Mistletoe extract Fraxini inhibits the proliferation of liver cancer by down-regulating c-Myc expression.

Sci Rep 2019 04 23;9(1):6428. Epub 2019 Apr 23.

Department of Medicine, Case Western Reserve University & University Hospitals, Cleveland, Ohio, USA.

Mistletoe (Viscum album) is a type of parasitic plant reported to have anticancer activity including in hepatocellular carcinoma (HCC). However, the mechanism of mistletoe's anticancer activity, and its effectiveness in treating HCC are not fully understood.
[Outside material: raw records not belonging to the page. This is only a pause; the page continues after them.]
// Licensed under the Apache License, Version 2.0 (the "License");
// you may not use this file except in compliance with the License.
// You may obtain a copy of the License at
//
// http://www.apache.org/licenses/LICENSE-2.0
//
// Unless required by applicable law or agreed to in writing, software
// distributed under the License is distributed on an "AS IS" BASIS,
// WITHOUT WARRANTIES OR CONDITIONS OF ANY KIND, either express or implied.
// See the License for the specific language governing permissions and
// limitations under the License.

use std::process::ExitCode;

use clap::{Parser, Subcommand};
use ctf_sql::{install_mode_override, Driver, Value};

/// Inspect or exercise the driver the current environment selects.
#[derive(Parser, Debug)]
#[command(name = "ctf-sql", version)]
struct Cli {
    /// Pin the mode instead of reading CTF_MODE
    #[arg(long, value_name = "FLAG")]
    mode: Option<String>,

    #[command(subcommand)]
    command: Command,
}

#[derive(Subcommand, Debug)]
enum Command {
    /// Show the active mode, session and connection target
    Status,
    /// Run one statement; each PARAM fills the next %s
    Query {
        sql: String,
        params: Vec<String>,
    },
}

fn run(cli: Cli) -> ctf_sql::Result<()> {
    if let Some(flag) = cli.mode {
        install_mode_override(flag)?;
    }
    let driver = Driver::global()?;

    match cli.command {
        Command::Status => {
            let creds = driver.credentials();
            println!("mode:     {}", driver.mode());
            println!("session:  {}", driver.session_name());
            println!("backend:  {}", driver.backend_name());
            println!("host:     {}", creds.host);
            println!("user:     {}", creds.user);
            println!("database: {}", creds.database);
        }
        Command::Query { sql, params } => {
            let conn = driver.connect(None)?;
            let mut cur = conn.cursor();
            let params: Vec<Value> = params.into_iter().map(Value::from).collect();
            let count = if params.is_empty() {
                cur.execute(&sql, None)?
            } else {
                cur.execute(&sql, Some(params.as_slice()))?
            };

            if !cur.description().is_empty() {
                println!("{}", cur.description().join("\t"));
            }
            for row in cur.fetchall() {
                let cells: Vec<String> = row.iter().map(|v| v.to_string()).collect();
                println!("{}", cells.join("\t"));
            }
            eprintln!("{} row(s)", count);
            conn.commit()?;
        }
    }
    Ok(())
}

fn main() -> ExitCode {
    env_logger::init();

    match run(Cli::parse()) {
        Ok(()) => ExitCode::SUCCESS,
        Err(e) => {
            eprintln!("ctf-sql: {}", e);
            ExitCode::FAILURE
        }
    }
}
We report here that mistletoe extracts, including Fraxini (grown on ash trees) and Iscador Q and M (grown on oak and maple trees), exert strong antiproliferative activity in Hep3B cells, with median inhibitory concentrations (IC) of 0.5 µg/mL, 7.49 µg/mL, and 7.51 µg/mL, respectively. Results of Reversed Phase Proteomic Array analysis (RPPA) suggests that Fraxini substantially down-regulates c-Myc expression in Hep3B cells. Fraxini-induced growth inhibition (at a concentration of 1.25 μg/ml) was less pronounced in c-Myc knockdown Hep3B cells than in control cells. Furthermore, in the Hep3B xenograft model, Fraxini-treated (8 mg/kg body weight) mice had significantly smaller tumors (34.6 ± 11.9 mm) than control mice (161.6 ± 79.4 mm, p < 0.036). Similarly, c-Myc protein expression was reduced in Fraxini treated Hep3B cell xenografts compared to that of control mice. The reduction of c-Myc protein levels in vitro Hep3B cells appears to be mediated by the ubiquitin-proteasome system. Our results suggest the importance of c-Myc in Fraxini's antiproliferative activity, which warrants further investigation.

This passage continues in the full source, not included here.